Connectomic profile and clinical phenotype in newly diagnosed glioma patients

Affiliations

Connectomic profile and clinical phenotype in newly diagnosed glioma patients

Jolanda Derks et al. Neuroimage Clin. .

Abstract

Gliomas are primary brain tumors, originating from the glial cells in the brain. In contrast to the more traditional view of glioma as a localized disease, it is becoming clear that global brain functioning is impacted, even with respect to functional communication between brain regions remote from the tumor itself. However, a thorough investigation of glioma-related functional connectomic profiles is lacking.

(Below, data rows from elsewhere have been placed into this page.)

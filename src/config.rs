//! Environment-driven configuration.

use std::path::PathBuf;
use std::time::Duration;

use secrecy::SecretString;

fn env_or<T: std::str::FromStr>(key: &str, default: T) -> T {
    std::env::var(key)
        .ok()
        .and_then(|s| s.parse().ok())
        .unwrap_or(default)
}

/// Server and engine settings.
#[derive(Debug, Clone)]
pub struct ServerConfig {
    /// HTTP listen port.
    pub port: u16,
    /// Path to the local lead database file.
    pub db_path: PathBuf,
    /// Optional catalog JSON override; the embedded catalog is used when
    /// unset.
    pub catalog_path: Option<PathBuf>,
    /// Sessions idle longer than this are pruned.
    pub session_idle_timeout: Duration,
    /// Upper bound on each outbound sink call at the terminal step.
    pub sink_timeout: Duration,
}

impl ServerConfig {
    pub fn from_env() -> Self {
        Self {
            port: env_or("LEAD_INTAKE_PORT", 8000),
            db_path: std::env::var("LEAD_INTAKE_DB_PATH")
                .map(PathBuf::from)
                .unwrap_or_else(|_| PathBuf::from("./data/leads.db")),
            catalog_path: std::env::var("LEAD_INTAKE_CATALOG").ok().map(PathBuf::from),
            session_idle_timeout: Duration::from_secs(env_or(
                "LEAD_INTAKE_SESSION_IDLE_SECS",
                1800,
            )),
            sink_timeout: Duration::from_secs(env_or("LEAD_INTAKE_SINK_TIMEOUT_SECS", 10)),
        }
    }
}

impl Default for ServerConfig {
    fn default() -> Self {
        Self {
            port: 8000,
            db_path: PathBuf::from("./data/leads.db"),
            catalog_path: None,
            session_idle_timeout: Duration::from_secs(1800),
            sink_timeout: Duration::from_secs(10),
        }
    }
}

/// SMTP settings for the notification emails.
#[derive(Debug, Clone)]
pub struct SmtpConfig {
    pub host: String,
    pub port: u16,
    pub username: String,
    pub password: SecretString,
    /// Sender address for both emails.
    pub from_address: String,
    /// Operator address that receives the new-lead notification.
    pub operator_address: String,
}

impl SmtpConfig {
    /// Build config from environment variables.
    /// Returns `None` if `SENDER_EMAIL` is not set (email sink disabled).
    pub fn from_env() -> Option<Self> {
        let from_address = std::env::var("SENDER_EMAIL").ok()?;

        let host = std::env::var("SMTP_HOST").unwrap_or_else(|_| "smtp.gmail.com".to_string());
        let port: u16 = env_or("SMTP_PORT", 587);
        let username = std::env::var("SMTP_USERNAME").unwrap_or_else(|_| from_address.clone());
        let password = SecretString::from(std::env::var("SENDER_PASSWORD").unwrap_or_default());
        let operator_address =
            std::env::var("RECEIVER_EMAIL").unwrap_or_else(|_| from_address.clone());

        Some(Self {
            host,
            port,
            username,
            password,
            from_address,
            operator_address,
        })
    }
}

/// CRM (HubSpot-style contacts API) settings.
#[derive(Debug, Clone)]
pub struct CrmConfig {
    pub api_key: SecretString,
    pub base_url: String,
}

impl CrmConfig {
    /// Build config from environment variables.
    /// Returns `None` if `HUBSPOT_API_KEY` is not set (CRM sink disabled).
    pub fn from_env() -> Option<Self> {
        let api_key = SecretString::from(std::env::var("HUBSPOT_API_KEY").ok()?);
        let base_url = std::env::var("HUBSPOT_BASE_URL")
            .unwrap_or_else(|_| "https://api.hubapi.com".to_string());
        Some(Self { api_key, base_url })
    }
}

#[cfg(test)]
mod tests {
    use super::*;

    #[test]
    fn server_defaults() {
        let config = ServerConfig::default();
        assert_eq!(config.port, 8000);
        assert_eq!(config.sink_timeout, Duration::from_secs(10));
        assert!(config.catalog_path.is_none());
    }
}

Therefore, we constructed functional brain networks using functional MR scans of 71 glioma patients and 19 matched healthy controls using the automated anatomical labelling (AAL) atlas and interregional Pearson correlation coefficients. The frequency distributions across connectivity values were calculated to depict overall connectomic profiles and quantitative features of these distributions (full-width half maximum (FWHM), peak position, peak height) were calculated. Next, we investigated the spatial distribution of the connectomic profile. We defined hub locations based on the literature and determined connectivity (1) between hubs, (2) between hubs and non-hubs, and (3) between non-hubs. Results show that patients had broader and flatter connectivity distributions compared to controls. Spatially, glioma patients particularly showed increased connectivity between non-hubs and hubs. Furthermore, connectivity distributions and hub-non-hub connectivity differed within the patient group according to tumor grade, while relating to Karnofsky performance status and progression-free survival. In conclusion, newly diagnosed glioma patients have globally altered functional connectomic profiles, which mainly affect hub connectivity and relate to clinical phenotypes. These findings underscore the promise of using connectomics as a future biomarker in this patient population.

Keywords: Connectome; Functional connectivity; Glioma; Hubs; Network theory; Neuro-oncology.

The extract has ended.